> Work item:
Please keep to the lines below from the one with "expired lease must" through the one with "let operation_type = match", and restate them word for word, ends included.

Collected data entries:
//! Dispatch half of component J: a polling worker per lane, ack-late
//! (a task stays `leased` until it finishes; a crash leaves it leasable
//! again once `leased_until` passes), exponential backoff with jitter, and
//! hard/soft wall-clock limits enforced with `tokio::time::timeout`.

use std::collections::HashMap;
use std::sync::Arc;
use std::time::Duration;

use async_trait::async_trait;
use rand::Rng;
use sqlx::{AnyPool, Row};
use uuid::Uuid;

use crate::journal::OperationJournal;
use crate::model::OperationType;
use crate::queue::types::{Lane, QueuedTask, max_retries};
use crate::time::now_secs;

#[async_trait]
pub trait TaskHandler: Send + Sync {
    async fn handle(&self, task: &QueuedTask) -> anyhow::Result<()>;
}

pub struct Worker {
    pool: Arc<AnyPool>,
    lane: Lane,
    journal: OperationJournal,
    handlers: HashMap<&'static str, Arc<dyn TaskHandler>>,
    hard_limit: Duration,
    soft_limit: Duration,
    backoff_cap_secs: u64,
    poll_interval: Duration,
}

impl Worker {
    pub fn new(
        pool: Arc<AnyPool>,
        lane: Lane,
        journal: OperationJournal,
        hard_limit: Duration,
        soft_limit: Duration,
        backoff_cap_secs: u64,
    ) -> Self {
        Self {
            pool,
            lane,
            journal,
            handlers: HashMap::new(),
            hard_limit,
            soft_limit,
            backoff_cap_secs,
            poll_interval: Duration::from_millis(200),
        }
    }

    pub fn register_handler(&mut self, operation_type: OperationType, handler: Arc<dyn TaskHandler>) {
        self.handlers.insert(operation_type.as_str(), handler);
    }

    /// Runs forever, polling this lane. Intended to be spawned as a
    /// background task per lane by `main`.
    pub async fn run(self) {
        loop {
            match self.poll_once().await {
                Ok(true) => continue, // immediately look for more work
                Ok(false) => tokio::time::sleep(self.poll_interval).await,
                Err(e) => {
                    tracing::warn!(error = %e, lane = self.lane.as_str(), "queue poll failed");
                    tokio::time::sleep(self.poll_interval).await;
                }
            }
        }
    }

    /// Leases and runs at most one task. Returns `true` if a task was
    /// found (regardless of outcome), so `run` can tighten its poll loop.
    async fn poll_once(&self) -> anyhow::Result<bool> {
        let Some(task) = self.lease_one().await? else {
            return Ok(false);
        };

        let Some(handler) = self.handlers.get(task.operation_type.as_str()).cloned() else {
            tracing::error!(
                task_id = %task.task_id,
                operation_type = task.operation_type.as_str(),
                "no handler registered for operation type"
            );
            return Ok(true);
        };

        let outcome = crate::logger::warn_if_slow(
            "queue_task",
            self.soft_limit,
            tokio::time::timeout(self.hard_limit, handler.handle(&task)),
        )
        .await;

        match outcome {
            Ok(Ok(())) => self.finish_success(&task).await?,
            Ok(Err(e)) => self.finish_failure(&task, &e.to_string()).await?,
            Err(_elapsed) => self.finish_failure(&task, "hard task limit exceeded").await?,
        }

        Ok(true)
    }

    async fn lease_one(&self) -> anyhow::Result<Option<QueuedTask>> {
        let now = now_secs();

        // Atomically claim the oldest eligible task in this lane. Portable
        // across Postgres and SQLite: no `FOR UPDATE SKIP LOCKED`, just a
        // single-statement conditional update keyed by primary key. A row
        // whose lease expired (worker crashed mid-task) is just as eligible
        // as a freshly queued one, so redelivery doesn't need a separate
        // sweeper.
        let candidate = sqlx::query(
            "SELECT task_id FROM queue_tasks \
             WHERE lane = ? AND ( \
               (status = 'queued' AND available_at <= ?) \
               OR (status = 'leased' AND leased_until <= ?) \
             ) \
             ORDER BY available_at ASC LIMIT 1",
        )
        .bind(self.lane.as_str())
        .bind(now)
        .bind(now)
        .fetch_optional(&*self.pool)
        .await?;

        let Some(row) = candidate else {
            return Ok(None);
        };
        let task_id: String = row.try_get("task_id")?;

        let leased_until = now + self.hard_limit.as_secs() as i64;
        let res = sqlx::query(
            "UPDATE queue_tasks SET status = 'leased', leased_until = ?, attempt = attempt + 1 \
             WHERE task_id = ? AND ( \
               (status = 'queued' AND available_at <= ?) \
               OR (status = 'leased' AND leased_until <= ?) \
             )",
        )
        .bind(leased_until)
        .bind(&task_id)
        .bind(now)
        .bind(now)
        .execute(&*self.pool)
        .await?;

        if res.rows_affected() != 1 {
            // Another worker won the race.
            return Ok(None);
        }

        let row = sqlx::query("SELECT * FROM queue_tasks WHERE task_id = ?")
            .bind(&task_id)
            .fetch_one(&*self.pool)
            .await?;

        Ok(Some(row_to_task(&row)?))
    }

    async fn finish_success(&self, task: &QueuedTask) -> anyhow::Result<()> {
        sqlx::query("UPDATE queue_tasks SET status = 'done' WHERE task_id = ?")
            .bind(task.task_id.to_string())
            .execute(&*self.pool)
            .await?;
        self.journal.complete(task.task_id).await?;
        Ok(())
    }

    async fn finish_failure(&self, task: &QueuedTask, detail: &str) -> anyhow::Result<()> {
        let cap = max_retries(&task.operation_type);
        if task.attempt as u32 >= cap {
            sqlx::query("UPDATE queue_tasks SET status = 'failed' WHERE task_id = ?")
                .bind(task.task_id.to_string())
                .execute(&*self.pool)
                .await?;
            self.journal.fail(task.task_id, detail).await?;
            return Ok(());
        }

        let backoff_secs = backoff_with_jitter(task.attempt, self.backoff_cap_secs);
        let available_at = now_secs() + backoff_secs as i64;
        sqlx::query("UPDATE queue_tasks SET status = 'queued', available_at = ? WHERE task_id = ?")
            .bind(available_at)
            .bind(task.task_id.to_string())
            .execute(&*self.pool)
            .await?;
        Ok(())
    }
}

/// `min(cap, 2^attempt)` seconds plus `uniform(0,1)` jitter (§4.J).
fn backoff_with_jitter(attempt: i64, cap_secs: u64) -> f64 {
    let base = 2f64.powi(attempt.max(0) as i32).min(cap_secs as f64);
    let jitter: f64 = rand::thread_rng().gen_range(0.0..1.0);
    base + jitter
}

#[cfg(test)]
mod tests {
    use super::*;
    use sqlx::any::AnyPoolOptions;

    use crate::db::repo::SqlxSyncRepository;

    async fn test_worker() -> (Worker, Arc<AnyPool>) {
        sqlx::any::install_default_drivers();
        let pool = Arc::new(
            AnyPoolOptions::new()
                .max_connections(1)
                .connect("sqlite::memory:")
                .await
                .unwrap(),
        );
        crate::db::schema::migrate(&pool).await.unwrap();
        let repo = Arc::new(SqlxSyncRepository::new(pool.clone()));
        let journal = OperationJournal::new(repo);
        let worker = Worker::new(
            pool.clone(),
            Lane::Default,
            journal,
            Duration::from_secs(30),
            Duration::from_secs(10),
            60,
        );
        (worker, pool)
    }

    async fn insert_task(pool: &AnyPool, status: &str, leased_until: Option<i64>, available_at: i64) -> Uuid {
        let task_id = Uuid::new_v4();
        sqlx::query(
            r#"INSERT INTO queue_tasks
                 (task_id, user_id, lane, operation_type, payload, status, attempt, available_at, leased_until, created_at)
               VALUES (?, ?, 'default', 'periodic', NULL, ?, 0, ?, ?, ?)"#,
        )
        .bind(task_id.to_string())
        .bind(Uuid::new_v4().to_string())
        .bind(status)
        .bind(available_at)
        .bind(leased_until)
        .bind(available_at)
        .execute(pool)
        .await
        .unwrap();
        task_id
    }

    #[tokio::test]
    async fn lease_one_reclaims_expired_lease() {
        let (worker, pool) = test_worker().await;
        let now = now_secs();
        let task_id = insert_task(&pool, "leased", Some(now - 5), now - 100).await;

        let leased = worker.lease_one().await.unwrap();
        assert_eq!(leased.map(|t| t.task_id), Some(task_id), "an expired lease must be reclaimable");
    }

    #[tokio::test]
    async fn lease_one_ignores_lease_not_yet_expired() {
        let (worker, pool) = test_worker().await;
        let now = now_secs();
        insert_task(&pool, "leased", Some(now + 300), now - 100).await;

        let leased = worker.lease_one().await.unwrap();
        assert!(leased.is_none(), "a still-live lease must not be reclaimed");
    }
}

fn row_to_task(row: &sqlx::any::AnyRow) -> anyhow::Result<QueuedTask> {
    let task_id: String = row.try_get("task_id")?;
    let user_id: String = row.try_get("user_id")?;
    let lane: String = row.try_get("lane")?;
    let operation_type: String = row.try_get("operation_type")?;
    let payload: Option<String> = row.try_get("payload")?;
    let attempt: i64 = row.try_get("attempt")?;

    let operation_type = match operation_type.as_str() {
        "bulk_sync" => OperationType::BulkSync,
        "sync_update" => OperationType::SyncUpdate,
        "sync_delete" => OperationType::SyncDelete,
        "webhook" => OperationType::Webhook,
        "periodic" => OperationType::Periodic,
        other => anyhow::bail!("unknown operation_type {other}"),
    };
    let lane = match lane.as_str() {
        "high-priority" => Lane::HighPriority,
        "bulk-sync" => Lane::BulkSync,
        _ => Lane::Default,
    };

    Ok(QueuedTask {
        task_id: Uuid::parse_str(&task_id)?,
        user_id: Uuid::parse_str(&user_id)?,
        lane,
        operation_type,
        payload: payload.map(|s| serde_json::from_str(&s)).transpose()?,
        attempt,
    })
}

> Reply:
        assert_eq!(leased.map(|t| t.task_id), Some(task_id), "an expired lease must be reclaimable");
    }

    #[tokio::test]
    async fn lease_one_ignores_lease_not_yet_expired() {
        let (worker, pool) = test_worker().await;
        let now = now_secs();
        insert_task(&pool, "leased", Some(now + 300), now - 100).await;

        let leased = worker.lease_one().await.unwrap();
        assert!(leased.is_none(), "a still-live lease must not be reclaimed");
    }
}

fn row_to_task(row: &sqlx::any::AnyRow) -> anyhow::Result<QueuedTask> {
    let task_id: String = row.try_get("task_id")?;
    let user_id: String = row.try_get("user_id")?;
    let lane: String = row.try_get("lane")?;
    let operation_type: String = row.try_get("operation_type")?;
    let payload: Option<String> = row.try_get("payload")?;
    let attempt: i64 = row.try_get("attempt")?;

    let operation_type = match operation_type.as_str() {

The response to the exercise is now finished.